Internet use begins at around ages 2-4. I recently saw my 3 year-old cousin start Safari, open Youtube and find Dora Explorer videos all by herself.  As soon as your child picks up the a mouse, you should be having discussions.  Here are the topics to cover for this age group:

-The terms: Explaining the Net-Generation in Parent-Friendly Terms, Go over what a website is, what the difference between YouTube and TV is, a mouse and laptop versus desktop.

-13 Holy CyberCitizenship Laws: I would hope that this age child should only be going online with mom and dad, or left in a set game or website.  Go over the rules about using the computer with or without mom and dad and what is allowed.

Possible Rules:

*Limit screentime use to under 1 hour per day

*Go on with your child and limit which websites your child can play on

Age 6-7:

This is school age where they are more likely to want to go online with friends and should be discovering sites like Club Penguin, Webkinz and their favorite shows on video sites.

-Spam and Advertising: Parents need to talk about the banner ads and those free offers for a trip to Disneyland…they are not real!

-Strangers vs Friends: Cyberpredators are not as common as the media makes them out to be, but they are out there.  Talk to your kids about never talking to strangers online, just like they would never do on the street.

-Private information and financial info.  This should be also mentioned earlier but gone over in detail at this age.

-Searching. Kids are usually searching more on Google and YouTube now, this is a good time to talk to them about thinking before they click and what happens when they go to a site that is not so good.

Possible Rules:

*Limit screentime use to under 1 hour per day, possibly more supervised time on weekends

*Go on with your child and limit which websites your child can play on

*Approve all friend requests on games and virtual worlds

*Make a downstairs charging station so cell phones/computers are not allowed after bedtime.

Ages 11-13:

-Online friends vs Real life friends.  You need to talk about house rules on chatting with strangers, during homework time and recording information.

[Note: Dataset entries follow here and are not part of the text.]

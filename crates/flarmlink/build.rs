fn main() {
    if let Ok(target) = std::env::var("TARGET") {
        println!("cargo:rustc-env=FLARMLINK_BUILD_TARGET={target}");
    }
    println!("cargo:rerun-if-env-changed=TARGET");
}
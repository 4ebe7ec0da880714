use clap::ValueEnum;
use tracing::level_filters::LevelFilter;
use tracing::Level;
use tracing_subscriber::filter::Targets;
use tracing_subscriber::fmt;
use tracing_subscriber::prelude::*;

/// Crates whose events follow `--log-level`; everything else stays at warn or quieter.
const LINK_TARGETS: [&str; 4] = [
    "flarmlink",
    "flarmlink_transport",
    "flarmlink_frame",
    "flarmlink_device",
];

#[derive(Copy, Clone, Debug, PartialEq, Eq, ValueEnum)]
pub enum LogFormat {
    Text,
    Json,
}

#[derive(Copy, Clone, Debug, PartialEq, Eq, ValueEnum)]
pub enum LogLevel {
    Error,
    Warn,
    Info,
    Debug,
    Trace,
}

impl From<LogLevel> for LevelFilter {
    fn from(level: LogLevel) -> Self {
        let level = match level {
            LogLevel::Error => Level::ERROR,
            LogLevel::Warn => Level::WARN,
            LogLevel::Info => Level::INFO,
            LogLevel::Debug => Level::DEBUG,
            LogLevel::Trace => Level::TRACE,
        };
        LevelFilter::from_level(level)
    }
}

fn link_filter(level: LogLevel) -> Targets {
    let link = LevelFilter::from(level);
    LINK_TARGETS
        .iter()
        .fold(Targets::new().with_default(link.min(LevelFilter::WARN)), |targets, name| {
            targets.with_target(*name, link)
        })
}

/// Route protocol events to stderr so stdout carries only command output.
///
/// Event targets are printed once the level reaches debug, where frames from
/// the transport, framing and device layers interleave.
pub fn init_logging(format: LogFormat, level: LogLevel) {
    let show_targets = LevelFilter::from(level) >= LevelFilter::DEBUG;
    let layer = fmt::layer()
        .with_writer(std::io::stderr)
        .with_ansi(false)
        .with_target(show_targets);

    let layer = match format {
        LogFormat::Text => layer.boxed(),
        LogFormat::Json => layer.json().flatten_event(true).boxed(),
    };

    let installed = tracing_subscriber::registry()
        .with(layer.with_filter(link_filter(level)))
        .try_init();
    if let Err(err) = installed {
        eprintln!("warning: logging not initialised: {err}");
    }
}
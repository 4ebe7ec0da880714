use bytes::{Buf, BufMut};

use crate::crc::calculate_crc;
use crate::error::{FrameError, Result};
use crate::message::MessageType;

/// Frame header: length (2) + version (1) + sequence (2) + type (1) + crc (2) = 8 bytes.
pub const HEADER_SIZE: usize = 8;

/// The only protocol version this crate speaks.
pub const PROTOCOL_VERSION: u8 = 0;

/// Largest payload whose total length still fits the 16-bit length field.
pub const MAX_PAYLOAD: usize = u16::MAX as usize - HEADER_SIZE;

/// A decoded or freshly prepared frame header.
///
/// Wire format (before escaping):
/// ```text
/// ┌──────────┬─────────┬──────────┬────────┬──────────┬─────────────────┐
/// │ Length   │ Version │ Sequence │ Type   │ CRC      │ Payload         │
/// │ (2B LE)  │ (1B)    │ (2B LE)  │ (1B)   │ (2B LE)  │ (Length - 8 B)  │
/// └──────────┴─────────┴──────────┴────────┴──────────┴─────────────────┘
/// ```
///
/// `Length` counts the header itself plus the payload.
#[derive(Debug, Clone, Copy, PartialEq, Eq)]
pub struct FrameHeader {
    length: u16,
    version: u8,
    sequence_number: u16,
    message_type: MessageType,
    crc: u16,
}

impl FrameHeader {
    /// Build the header for an outbound frame.
    ///
    /// Stores `*sequence` in the header and then advances it, wrapping on
    /// overflow. The counter is left untouched when the payload is too large.
    pub fn prepare(sequence: &mut u16, message_type: MessageType, payload: &[u8]) -> Result<Self> {
        if payload.len() > MAX_PAYLOAD {
            return Err(FrameError::PayloadTooLarge {
                size: payload.len(),
                max: MAX_PAYLOAD,
            });
        }

        let mut header = Self {
            length: (HEADER_SIZE + payload.len()) as u16,
            version: PROTOCOL_VERSION,
            sequence_number: *sequence,
            message_type,
            crc: 0,
        };
        *sequence = sequence.wrapping_add(1);
        header.crc = calculate_crc(&header, payload);
        Ok(header)
    }

    /// Decode a header from its 8 wire bytes (already unescaped).
    pub fn from_bytes(bytes: &[u8; HEADER_SIZE]) -> Self {
        let mut src = &bytes[..];
        Self {
            length: src.get_u16_le(),
            version: src.get_u8(),
            sequence_number: src.get_u16_le(),
            message_type: MessageType::from_u8(src.get_u8()),
            crc: src.get_u16_le(),
        }
    }

    /// Encode the header into its 8 wire bytes (before escaping).
    pub fn to_bytes(&self) -> [u8; HEADER_SIZE] {
        let mut bytes = [0u8; HEADER_SIZE];
        let mut dst = &mut bytes[..];
        dst.put_u16_le(self.length);
        dst.put_u8(self.version);
        dst.put_u16_le(self.sequence_number);
        dst.put_u8(self.message_type.as_u8());
        dst.put_u16_le(self.crc);
        bytes
    }

    /// Recompute the CRC over this header and `payload` and compare.
    pub fn verify(&self, payload: &[u8]) -> bool {
        self.crc == calculate_crc(self, payload)
    }

    /// Total frame length including the header.
    pub fn length(&self) -> u16 {
        self.length
    }

    /// Payload length implied by `length`, or `None` if `length` is smaller
    /// than the header itself.
    pub fn payload_len(&self) -> Option<usize> {
        (self.length as usize).checked_sub(HEADER_SIZE)
    }

    pub fn version(&self) -> u8 {
        self.version
    }

    pub fn sequence_number(&self) -> u16 {
        self.sequence_number
    }

    pub fn message_type(&self) -> MessageType {
        self.message_type
    }

    pub fn crc(&self) -> u16 {
        self.crc
    }
}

-Help Tackling Cyberbullying. What should your child do if they are cyberbullied or if they see someone else being cyberbullied.

Possible Rules:

*Limit screen time use to under 1.5 hours per day, possibly more supervised time on weekends

*Approve all friend requests on games and virtual worlds

*Have all passwords to social networks and go on with kids once per week to check-up

*Block inappropriate content websites

*Limit text messages sent per month

*Make a downstairs charging station so cell phones/computers are not allowed after bedtime.

Ages 14-16:

-For Parents: What is Social Networking, Facebook and MySpace? What are the ups and downs.  How to maintain good connections and still share online.

-Online Reputation Management or Techno Perfection and posting things online lasts forever.  Privacy online is not the same as privacy offline!

Possible Rules:

*Limit screen time use to under 1.5 hours per day (might increase with homework time), possibly more supervised time on weekends

*Go on social networks with kids once per week to check-up

*Block inappropriate content websites

*Limit text messages sent per month

*Make a downstairs charging station so cell phones/computers are not allowed after bedtime.

Ages 17-18:

-Getting ready for Google Search from colleges and employers.  There should be no bad stuff up there (because you have had all of these talks), but also beefing up the good stuff.

- Online Information Overload and Balance.  At this age, searching and social networking is most likely free range, but balance and time management is a constant struggle!

-Cotton Candy Friends.  Make sure your teens know the difference between real friends and cotton candy friends before they go off to college.

Possible Rules:

*Let teens dictate amount of screen time as long as grades and sleep are not affected.

*Friend your child to keep up on activities but do not check with them

*Limit text messages sent per month, or have them pay for extra

The talk should be constant.  Open communication about these issues is the key to leveraging the Internet’s highlights and avoiding its pitfalls.  Always be there for your kids to talk and be sure to cover all of these issues with them.